|John Lushis defends Kriger selection|
Council member Bob Werner was an early promoter of bridge bundling, arguing that it is both cheaper and more efficient. But county officials were unsuccessful with PennDot. So John Brown decided to use the state law, called P3, to enable the county to take this project on itself. Basically, the County will convey 33 bridges in need of replacement or repair to the General Purpose Authority (GPA). That agency has already sought bids on the project, and is ready to award the $34 million deal to Kriger Construction, which is located in Dickson City.
|Ken Kraft had numerous questions|
Kraft abstained because one of the union companies he represents does the painting for Kriger.
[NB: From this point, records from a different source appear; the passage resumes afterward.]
//! Use cases: the deliberation coordinator and the request pipeline.

pub mod deliberate;
pub mod handle_request;

#[cfg(test)]
pub(crate) mod testing {
    //! Scripted fakes shared by the use case tests.

    use crate::ports::llm_gateway::{GatewayError, LlmGateway};
    use crate::ports::progress::ProgressSink;
    use async_trait::async_trait;
    use council_domain::{Credential, Participant, ProgressEvent, Provider, Roster};
    use std::collections::HashMap;
    use std::sync::Mutex;

    pub fn member(id: &str) -> Participant {
        Participant::new(
            id,
            Provider::DeepSeek,
            "deepseek-chat",
            Credential::new("sk-test"),
        )
    }

    pub fn roster(ids: &[&str], chair: &str) -> Roster {
        Roster::new(ids.iter().map(|id| member(id)).collect(), member(chair)).unwrap()
    }

    /// Gateway fake that answers from a per-participant queue of scripted
    /// replies, in call order. An exhausted queue fails the call, which
    /// doubles as the "service down" script.
    #[derive(Default)]
    pub struct ScriptedGateway {
        replies: Mutex<HashMap<String, Vec<Result<String, String>>>>,
        pub calls: Mutex<Vec<(String, String)>>,
    }

    impl ScriptedGateway {
        pub fn script(self, id: &str, reply: Result<&str, &str>) -> Self {
            self.replies
                .lock()
                .unwrap()
                .entry(id.to_string())
                .or_default()
                .push(reply.map(str::to_string).map_err(str::to_string));
            self
        }

        pub fn call_count(&self) -> usize {
            self.calls.lock().unwrap().len()
        }

        pub fn prompts_for(&self, id: &str) -> Vec<String> {
            self.calls
                .lock()
                .unwrap()
                .iter()
                .filter(|(caller, _)| caller == id)
                .map(|(_, prompt)| prompt.clone())
                .collect()
        }
    }

    #[async_trait]
    impl LlmGateway for ScriptedGateway {
        async fn complete(
            &self,
            participant: &Participant,
            prompt: &str,
        ) -> Result<String, GatewayError> {
            self.calls
                .lock()
                .unwrap()
                .push((participant.id.to_string(), prompt.to_string()));

            let reply = self
                .replies
                .lock()
                .unwrap()
                .get_mut(participant.id.as_str())
                .and_then(|queue| (!queue.is_empty()).then(|| queue.remove(0)));

            match reply {
                Some(Ok(text)) => Ok(text),
                Some(Err(message)) => Err(GatewayError::RequestFailed(message)),
                None => Err(GatewayError::RequestFailed(format!(
                    "no scripted reply for {}",
                    participant.id
                ))),
            }
        }
    }

    /// Sink that records every event for ordering assertions.
    #[derive(Default)]
    pub struct CollectSink {
        events: Mutex<Vec<ProgressEvent>>,
    }

    impl CollectSink {
        pub fn events(&self) -> Vec<ProgressEvent> {
            self.events.lock().unwrap().clone()
        }

        /// Indices of events for a given actor name within a stage.
        pub fn positions(
            &self,
            stage: council_domain::Stage,
            actor: &str,
        ) -> Vec<(usize, council_domain::EventStatus)> {
            self.events()
                .iter()
                .enumerate()
                .filter(|(_, e)| e.stage == stage && e.actor.name() == actor)
                .map(|(i, e)| (i, e.status))
                .collect()
        }
    }

    impl ProgressSink for CollectSink {
        fn emit(&self, event: ProgressEvent) {
            self.events.lock().unwrap().push(event);
        }
    }
}
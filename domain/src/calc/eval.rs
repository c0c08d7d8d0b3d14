//! Restricted arithmetic expression evaluator.
//!
//! Accepts the elementary functions drafting agents are told to use and
//! nothing else: no variables, no assignment, no calls outside the fixed
//! table. Grammar:
//!
//! ```text
//! expression := term (('+' | '-') term)*
//! term       := unary (('*' | '/' | '%') unary)*
//! unary      := '-' unary | power
//! power      := atom (('^' | '**') unary)?
//! atom       := number | name | name '(' args ')' | '(' expression ')'
//! ```

use thiserror::Error;

#[derive(Error, Debug, Clone, PartialEq)]
pub enum CalcError {
    #[error("unexpected character '{0}'")]
    UnexpectedChar(char),

    #[error("malformed number '{0}'")]
    BadNumber(String),

    #[error("unexpected end of expression")]
    UnexpectedEnd,

    #[error("expected '{0}'")]
    Expected(char),

    #[error("trailing input after expression")]
    TrailingInput,

    #[error("unknown name '{0}'")]
    UnknownName(String),

    #[error("{name} takes {expected} argument(s), got {got}")]
    WrongArity {
        name: String,
        expected: usize,
        got: usize,
    },

    #[error("division by zero")]
    DivisionByZero,

    #[error("result is not a finite number")]
    NotFinite,
}

#[derive(Debug, Clone, PartialEq)]
enum Token {
    Number(f64),
    Name(String),
    Plus,
    Minus,
    Star,
    Slash,
    Percent,
    Caret,
    LParen,
    RParen,
    Comma,
}

/// Evaluate one expression to a finite value.
pub fn evaluate(expression: &str) -> Result<f64, CalcError> {
    let tokens = tokenize(expression)?;
    let mut parser = Parser { tokens: &tokens, pos: 0 };
    let value = parser.expression()?;
    if parser.pos != tokens.len() {
        return Err(CalcError::TrailingInput);
    }
    if !value.is_finite() {
        return Err(CalcError::NotFinite);
    }
    Ok(value)
}

/// Render a computed value the way it is substituted into draft text:
/// scientific notation outside [0.01, 10000], integers without a
/// fractional part, four decimals otherwise.
pub fn format_value(value: f64) -> String {
    let magnitude = value.abs();
    if magnitude != 0.0 && (magnitude < 0.01 || magnitude > 10_000.0) {
        format!("{value:.4e}")
    } else if value.fract() == 0.0 {
        format!("{value:.0}")
    } else {
        format!("{value:.4}")
    }
}

fn tokenize(input: &str) -> Result<Vec<Token>, CalcError> {
    let mut tokens = Vec::new();
    let mut chars = input.char_indices().peekable();

    while let Some(&(start, c)) = chars.peek() {
        match c {
            c if c.is_whitespace() => {
                chars.next();
            }
            '0'..='9' | '.' => {
                let mut end = start;
                while let Some(&(i, c)) = chars.peek() {
                    if c.is_ascii_digit() || c == '.' {
                        end = i + 1;
                        chars.next();
                    } else {
                        break;
                    }
                }
                let literal = &input[start..end];
                let value: f64 = literal
                    .parse()
                    .map_err(|_| CalcError::BadNumber(literal.to_string()))?;
                tokens.push(Token::Number(value));
            }
            c if c.is_ascii_alphabetic() || c == '_' => {
                let mut end = start;
                while let Some(&(i, c)) = chars.peek() {
                    if c.is_ascii_alphanumeric() || c == '_' {
                        end = i + 1;
                        chars.next();
                    } else {
                        break;
                    }
                }
                tokens.push(Token::Name(input[start..end].to_string()));
            }
            '*' => {
                chars.next();
                // Python-style '**' is accepted as the power operator
                if let Some(&(_, '*')) = chars.peek() {
                    chars.next();
                    tokens.push(Token::Caret);
                } else {
                    tokens.push(Token::Star);
                }
            }
            '+' => {
                chars.next();
                tokens.push(Token::Plus);
            }
            '-' => {
                chars.next();
                tokens.push(Token::Minus);
            }
            '/' => {
                chars.next();
                tokens.push(Token::Slash);
            }
            '%' => {
                chars.next();
                tokens.push(Token::Percent);
            }
            '^' => {
                chars.next();
                tokens.push(Token::Caret);
            }
            '(' => {
                chars.next();
                tokens.push(Token::LParen);
            }
            ')' => {
                chars.next();
                tokens.push(Token::RParen);
            }
            ',' => {
                chars.next();
                tokens.push(Token::Comma);
            }
            other => return Err(CalcError::UnexpectedChar(other)),
        }
    }

    Ok(tokens)
}

struct Parser<'a> {
    tokens: &'a [Token],
    pos: usize,
}

impl Parser<'_> {
    fn peek(&self) -> Option<&Token> {
        self.tokens.get(self.pos)
    }

    fn advance(&mut self) -> Option<&Token> {
        let token = self.tokens.get(self.pos);
        if token.is_some() {
            self.pos += 1;
        }
        token
    }

    fn expect(&mut self, token: Token, display: char) -> Result<(), CalcError> {
        match self.advance() {
            Some(t) if *t == token => Ok(()),
            Some(_) => Err(CalcError::Expected(display)),
            None => Err(CalcError::UnexpectedEnd),
        }
    }

    fn expression(&mut self) -> Result<f64, CalcError> {
        let mut value = self.term()?;
        loop {
            match self.peek() {
                Some(Token::Plus) => {
                    self.pos += 1;
                    value += self.term()?;
                }
                Some(Token::Minus) => {
                    self.pos += 1;
                    value -= self.term()?;
                }
                _ => break,
            }
        }
        Ok(value)
    }

    fn term(&mut self) -> Result<f64, CalcError> {
        let mut value = self.unary()?;
        loop {
            match self.peek() {
                Some(Token::Star) => {
                    self.pos += 1;
                    value *= self.unary()?;
                }
                Some(Token::Slash) => {
                    self.pos += 1;
                    let divisor = self.unary()?;
                    if divisor == 0.0 {
                        return Err(CalcError::DivisionByZero);
                    }
                    value /= divisor;
                }
                Some(Token::Percent) => {
                    self.pos += 1;
                    let divisor = self.unary()?;
                    if divisor == 0.0 {
                        return Err(CalcError::DivisionByZero);
                    }
                    value %= divisor;
                }
                _ => break,
            }
        }
        Ok(value)
    }

    fn unary(&mut self) -> Result<f64, CalcError> {
        if let Some(Token::Minus) = self.peek() {
            self.pos += 1;
            return Ok(-self.unary()?);
        }
        self.power()
    }

    fn power(&mut self) -> Result<f64, CalcError> {
        let base = self.atom()?;
        if let Some(Token::Caret) = self.peek() {
            self.pos += 1;
            // right-associative: 2^3^2 == 2^(3^2)
            let exponent = self.unary()?;
            return Ok(base.powf(exponent));
        }
        Ok(base)
    }

    fn atom(&mut self) -> Result<f64, CalcError> {
        match self.advance().cloned() {
            Some(Token::Number(value)) => Ok(value),
            Some(Token::Name(name)) => {
                if let Some(Token::LParen) = self.peek() {
                    self.pos += 1;
                    let args = self.arguments()?;
                    apply(&name, &args)
                } else {
                    constant(&name)
                }
            }
            Some(Token::LParen) => {
                let value = self.expression()?;
                self.expect(Token::RParen, ')')?;
                Ok(value)
            }
            Some(_) => Err(CalcError::Expected('(')),
            None => Err(CalcError::UnexpectedEnd),
        }
    }

    fn arguments(&mut self) -> Result<Vec<f64>, CalcError> {
        let mut args = Vec::new();
        if let Some(Token::RParen) = self.peek() {
            self.pos += 1;
            return Ok(args);
        }
        loop {
            args.push(self.expression()?);
            match self.advance() {
                Some(Token::Comma) => {}
                Some(Token::RParen) => return Ok(args),
                Some(_) => return Err(CalcError::Expected(')')),
                None => return Err(CalcError::UnexpectedEnd),
            }
        }
    }
}

fn constant(name: &str) -> Result<f64, CalcError> {
    match name {
        "pi" => Ok(std::f64::consts::PI),
        "e" => Ok(std::f64::consts::E),
        other => Err(CalcError::UnknownName(other.to_string())),
    }
}

fn apply(name: &str, args: &[f64]) -> Result<f64, CalcError> {
    let unary = |f: fn(f64) -> f64| {
        if args.len() == 1 {
            Ok(f(args[0]))
        } else {
            Err(CalcError::WrongArity {
                name: name.to_string(),
                expected: 1,
                got: args.len(),
            })
        }
    };
    let binary = |f: fn(f64, f64) -> f64| {
        if args.len() == 2 {
            Ok(f(args[0], args[1]))
        } else {
            Err(CalcError::WrongArity {
                name: name.to_string(),
                expected: 2,
                got: args.len(),
            })
        }
    };

    match name {
        "sin" => unary(f64::sin),
        "cos" => unary(f64::cos),
        "tan" => unary(f64::tan),
        "asin" => unary(f64::asin),
        "acos" => unary(f64::acos),
        "atan" => unary(f64::atan),
        "sqrt" => unary(f64::sqrt),
        "exp" => unary(f64::exp),
        "log" | "ln" => unary(f64::ln),
        "log10" => unary(f64::log10),
        "radians" => unary(f64::to_radians),
        "degrees" => unary(f64::to_degrees),
        "abs" => unary(f64::abs),
        "round" => unary(f64::round),
        "floor" => unary(f64::floor),
        "ceil" => unary(f64::ceil),
        "min" => binary(f64::min),
        "max" => binary(f64::max),
        "pow" => binary(f64::powf),
        other => Err(CalcError::UnknownName(other.to_string())),
    }
}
Shawn Langan, who chairs the GPA, told Council that PennDot was engaged in the selection process.
But did Kriger low-ball the County, i.e. give an artificially low bid to get the work and then have cost overruns? Its bid is $36 million, about half of what Clearwater wanted.
Brown stated that is unlikely because he hired an independent engineering firm, Alfred Benesch and Company, to vet any requests for additional money. John Lushis, GPA's Solicitor, said he went through "painstaking" efforts to insure that cost overruns will be minimized.
Lushis also answered questions about Kriger's qualifications. "Kriger is known as PennDot approved prime contractor," he said, noting that he spoke twice with PennDot and was assured that Kriger is qualified.
In addition to being qualified, Lushis told Council that Kriger had better financing plans. Clearwater proposed financing its deal by having the county issue "certificates of participation" sold to the public, which leads to higher interest rates and a greater financial burden on the county. Kriger is using conventional financing. "[Clearwater] brought in a Lamborghini financing proposal when, essentially, a Buick would have been sufficient," he said. "They overfinanced it to death."
Glenn Geissinger pointed out that the Kriger proposal is $1 million per bridge cheaper than Clearwater.
Brown told Council this is only the beginning. "We're addressing 33 bridges, but we have 99 to repair," he said. He said that once this work is complete, the county should move forward with another bridge bundling project every five years until all bridges are repaired.
Ken Kraft noted that, under the proposed contract with Kriger, the County would have to pay for moving any utility that might have lines on a bridge. Lushis responded that no contractor would agree to bear that cost.
Kraft also raised questions about Kriger's bank, FNCB,claiming that Solicitor Ryan Durkin's father works there. Durkin responded that his father was a consultant there many years ago and was never employed by that bank. Kraft also asked, "Who owns FNCB? Louis DeNaples?"
Brown answered that he had no list of its stockholders.
In 2012, the Federal Reserve ordered DeNaples to resign as Chair of the FNCB because of perjury charges that were later dropped. In 2013, a federal appeals court ordered that he be reinstated, calling the Federal Reserve's decision "bizarre," "untenable" and "scatter-shot" enforcement of the law.
Council President John Cusick, a teacher, was absent from the meeting because he was meeting with parents of his students.